Puram Sidharth V, Roberts Daniel S, Niesten Marlien E F, Dilger Amanda E, Lee Daniel J
Cochlear Implants Int. 2015 Jul;16(4):213-21. doi: 10.1179/1754762813Y.0000000044. Epub 2013 Nov 25.
To determine whether adult cochlear implant (CI) users with superior canal dehiscence syndrome (SCDS) or asymptomatic superior semicircular canal dehiscence (SCD) have different surgical, vestibular, and audiologic outcomes when compared to CI users with normal temporal bone anatomy.
A retrospective single institution review of CI users with either superior semicircular canal dehiscence syndrome or asymptomatic superior semicircular canal dehiscence identified eight post-lingually deafened adults with unilateral or bilateral cochlear implantation between 2006 and 2010. Preoperative and postoperative speech perception scores as well as medical and epidemiological data were recorded and analyzed.

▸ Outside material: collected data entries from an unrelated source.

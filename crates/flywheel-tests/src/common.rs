//! Common test utilities and fixtures

use async_trait::async_trait;
use flywheel_worker::Inference;
use std::sync::Once;

static INIT: Once = Once::new();

/// Initialize test environment (logging, etc.)
pub fn init() {
    INIT.call_once(|| {
        let _ = tracing_subscriber::fmt()
            .with_test_writer()
            .with_env_filter("flywheel=debug")
            .try_init();
    });
}

/// Check if an MQTT broker is available for integration tests
pub async fn mqtt_available() -> bool {
    use std::time::Duration;

    matches!(
        tokio::time::timeout(
            Duration::from_secs(1),
            tokio::net::TcpStream::connect("localhost:1883")
        )
        .await,
        Ok(Ok(_))
    )
}

/// Generate a unique session ID
pub fn unique_session_id() -> String {
    format!("session_{}", uuid::Uuid::new_v4())
}

/// Generate a unique worker ID
pub fn unique_worker_id(prefix: &str) -> String {
    format!(
        "{}_{}",
        prefix,
        &uuid::Uuid::new_v4().simple().to_string()[..8]
    )
}

/// Inference stub returning a canned response
pub struct StubInference {
    pub response: String,
}

impl StubInference {
    pub fn returning(response: impl Into<String>) -> Self {
        Self {
            response: response.into(),
        }
    }
}

#[async_trait]
impl Inference for StubInference {
    async fn generate(&self, _query: &str, _api_key: &str) -> String {
        self.response.clone()
    }
}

One patient with superior canal dehiscence syndrome and seven patients with asymptomatic superior semicircular canal dehiscence were identified, representing 7% or 8/113 of CI patients that fulfilled selection criteria. Average dehiscence length was 3.3 mm ± 0.79 SEM. Three patients received bilateral implants and five patients received a unilateral implant. Among asymptomatic superior semicircular canal dehiscence patients, subjective rates of post-operative dizziness were similar to those seen in patients with normal temporal bone anatomy (12.5 % vs. 15.9%, respectively). Speech perception abilities after surgery were poorer in SCD patients compared to the non-SCD cohort (Consonant Nucleus Consonant 33.7 ± 7.78 SEM vs. 56.7 ± 2.15 SEM P = 0.011), although both groups improved substantially relative to pre-operative performance. We also completed detailed analyses of auditory and vestibular outcomes in one patient with SCDS who underwent CI surgery in the symptomatic ear, which demonstrated preservation of vestibular function post-operatively, improved quality-of-life measures, and reduced dizziness symptomatology.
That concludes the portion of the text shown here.